Copy out each line of the data that includes the string "derive".

[RECORDS TO USE Boundary: Start]

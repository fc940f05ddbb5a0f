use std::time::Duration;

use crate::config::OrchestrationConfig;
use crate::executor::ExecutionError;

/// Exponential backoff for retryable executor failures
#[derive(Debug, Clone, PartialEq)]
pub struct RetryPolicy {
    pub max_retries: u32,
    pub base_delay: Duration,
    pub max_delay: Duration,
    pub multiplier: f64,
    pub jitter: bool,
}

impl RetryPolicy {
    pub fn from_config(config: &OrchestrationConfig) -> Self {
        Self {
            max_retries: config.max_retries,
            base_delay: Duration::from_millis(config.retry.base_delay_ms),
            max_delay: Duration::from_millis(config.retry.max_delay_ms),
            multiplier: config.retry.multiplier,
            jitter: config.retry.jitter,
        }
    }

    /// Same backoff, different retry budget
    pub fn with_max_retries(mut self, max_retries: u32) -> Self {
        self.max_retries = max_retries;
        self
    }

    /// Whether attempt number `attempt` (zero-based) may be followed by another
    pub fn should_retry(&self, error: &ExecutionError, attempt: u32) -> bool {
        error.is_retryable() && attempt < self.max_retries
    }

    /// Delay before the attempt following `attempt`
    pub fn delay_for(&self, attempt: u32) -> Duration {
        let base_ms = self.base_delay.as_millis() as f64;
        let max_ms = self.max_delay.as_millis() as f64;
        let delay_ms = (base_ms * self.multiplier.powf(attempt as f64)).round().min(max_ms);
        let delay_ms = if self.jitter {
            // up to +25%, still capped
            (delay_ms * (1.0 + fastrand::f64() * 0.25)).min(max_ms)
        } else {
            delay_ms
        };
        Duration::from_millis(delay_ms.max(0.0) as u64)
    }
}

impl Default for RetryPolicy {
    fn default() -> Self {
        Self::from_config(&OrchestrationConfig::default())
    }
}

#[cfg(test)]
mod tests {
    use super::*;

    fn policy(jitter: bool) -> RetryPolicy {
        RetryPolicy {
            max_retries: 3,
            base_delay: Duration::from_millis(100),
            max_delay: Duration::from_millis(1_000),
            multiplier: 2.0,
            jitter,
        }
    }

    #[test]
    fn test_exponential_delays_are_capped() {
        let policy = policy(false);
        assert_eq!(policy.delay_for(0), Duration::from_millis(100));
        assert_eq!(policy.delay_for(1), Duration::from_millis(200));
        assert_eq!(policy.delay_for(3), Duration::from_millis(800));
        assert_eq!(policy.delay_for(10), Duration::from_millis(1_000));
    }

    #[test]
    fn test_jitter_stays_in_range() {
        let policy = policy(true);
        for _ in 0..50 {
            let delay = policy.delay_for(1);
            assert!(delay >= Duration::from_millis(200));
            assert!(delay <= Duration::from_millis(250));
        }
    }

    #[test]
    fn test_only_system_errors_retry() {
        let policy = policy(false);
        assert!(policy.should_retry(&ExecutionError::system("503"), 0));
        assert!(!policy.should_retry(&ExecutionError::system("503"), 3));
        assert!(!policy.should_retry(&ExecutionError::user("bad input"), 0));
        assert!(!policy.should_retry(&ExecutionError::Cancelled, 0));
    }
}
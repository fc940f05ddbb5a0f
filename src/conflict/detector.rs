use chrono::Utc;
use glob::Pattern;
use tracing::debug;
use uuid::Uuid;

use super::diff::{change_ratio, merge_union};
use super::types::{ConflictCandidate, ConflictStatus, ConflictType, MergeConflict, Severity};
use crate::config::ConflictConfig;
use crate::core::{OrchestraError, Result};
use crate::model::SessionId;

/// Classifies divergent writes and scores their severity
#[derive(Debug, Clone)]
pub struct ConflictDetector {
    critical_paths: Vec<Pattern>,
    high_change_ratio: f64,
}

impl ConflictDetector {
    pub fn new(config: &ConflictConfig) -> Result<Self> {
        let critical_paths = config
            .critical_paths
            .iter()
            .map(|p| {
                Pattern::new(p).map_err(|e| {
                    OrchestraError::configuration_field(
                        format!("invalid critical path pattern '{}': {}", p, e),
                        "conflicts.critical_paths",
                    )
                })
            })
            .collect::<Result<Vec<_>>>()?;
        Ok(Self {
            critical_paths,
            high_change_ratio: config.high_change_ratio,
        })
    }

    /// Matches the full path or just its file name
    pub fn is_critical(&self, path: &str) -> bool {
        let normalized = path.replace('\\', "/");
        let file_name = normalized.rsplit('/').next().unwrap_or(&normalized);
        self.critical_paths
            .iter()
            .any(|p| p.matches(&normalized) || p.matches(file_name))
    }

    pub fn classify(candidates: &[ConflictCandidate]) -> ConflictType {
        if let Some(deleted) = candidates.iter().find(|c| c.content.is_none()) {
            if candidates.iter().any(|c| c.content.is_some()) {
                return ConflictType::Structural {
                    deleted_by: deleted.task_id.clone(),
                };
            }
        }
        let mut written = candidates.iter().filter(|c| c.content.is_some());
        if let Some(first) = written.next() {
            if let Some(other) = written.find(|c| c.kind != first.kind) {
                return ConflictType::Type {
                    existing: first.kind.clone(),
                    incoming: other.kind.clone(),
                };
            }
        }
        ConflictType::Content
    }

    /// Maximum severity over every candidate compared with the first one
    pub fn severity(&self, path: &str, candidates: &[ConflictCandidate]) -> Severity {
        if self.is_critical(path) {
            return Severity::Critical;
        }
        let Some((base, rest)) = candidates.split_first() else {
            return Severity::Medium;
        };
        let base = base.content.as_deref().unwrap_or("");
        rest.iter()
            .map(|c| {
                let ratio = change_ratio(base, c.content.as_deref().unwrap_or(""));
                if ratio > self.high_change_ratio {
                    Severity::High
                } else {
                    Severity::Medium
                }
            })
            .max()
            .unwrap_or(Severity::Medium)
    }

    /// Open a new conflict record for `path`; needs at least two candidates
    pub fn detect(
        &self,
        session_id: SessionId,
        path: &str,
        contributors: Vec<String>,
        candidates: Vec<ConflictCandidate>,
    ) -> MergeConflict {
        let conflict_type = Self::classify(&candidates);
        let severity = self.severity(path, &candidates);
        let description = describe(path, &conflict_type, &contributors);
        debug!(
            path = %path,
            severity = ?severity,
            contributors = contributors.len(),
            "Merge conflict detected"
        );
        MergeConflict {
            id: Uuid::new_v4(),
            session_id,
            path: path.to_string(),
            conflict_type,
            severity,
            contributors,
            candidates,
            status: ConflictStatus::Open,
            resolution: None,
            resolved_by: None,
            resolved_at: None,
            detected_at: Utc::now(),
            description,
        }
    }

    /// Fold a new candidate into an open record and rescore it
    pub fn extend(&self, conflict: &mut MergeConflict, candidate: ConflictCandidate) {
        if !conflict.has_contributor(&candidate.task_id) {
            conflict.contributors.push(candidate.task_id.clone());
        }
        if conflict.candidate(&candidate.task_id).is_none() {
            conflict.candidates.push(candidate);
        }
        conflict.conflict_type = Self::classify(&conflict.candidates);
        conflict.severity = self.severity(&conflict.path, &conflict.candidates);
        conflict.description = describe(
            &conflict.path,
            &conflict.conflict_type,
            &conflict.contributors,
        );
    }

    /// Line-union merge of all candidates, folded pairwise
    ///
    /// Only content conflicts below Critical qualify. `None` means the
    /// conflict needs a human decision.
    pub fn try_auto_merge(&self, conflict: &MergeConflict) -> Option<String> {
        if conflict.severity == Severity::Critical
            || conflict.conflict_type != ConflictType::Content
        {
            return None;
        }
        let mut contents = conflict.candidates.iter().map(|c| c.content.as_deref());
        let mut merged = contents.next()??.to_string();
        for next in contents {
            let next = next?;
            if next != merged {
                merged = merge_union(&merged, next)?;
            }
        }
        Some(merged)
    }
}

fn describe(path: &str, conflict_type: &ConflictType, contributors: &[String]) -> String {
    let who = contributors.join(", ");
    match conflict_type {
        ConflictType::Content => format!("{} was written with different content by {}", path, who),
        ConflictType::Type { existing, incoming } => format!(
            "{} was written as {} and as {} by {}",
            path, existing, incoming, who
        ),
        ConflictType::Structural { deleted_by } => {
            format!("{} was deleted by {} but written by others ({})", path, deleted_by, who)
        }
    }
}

[RECORDS TO USE Boundary: End]

▸ **YOUR RESPONSE**:
#[derive(Debug, Clone, PartialEq)]
#[derive(Debug, Clone)]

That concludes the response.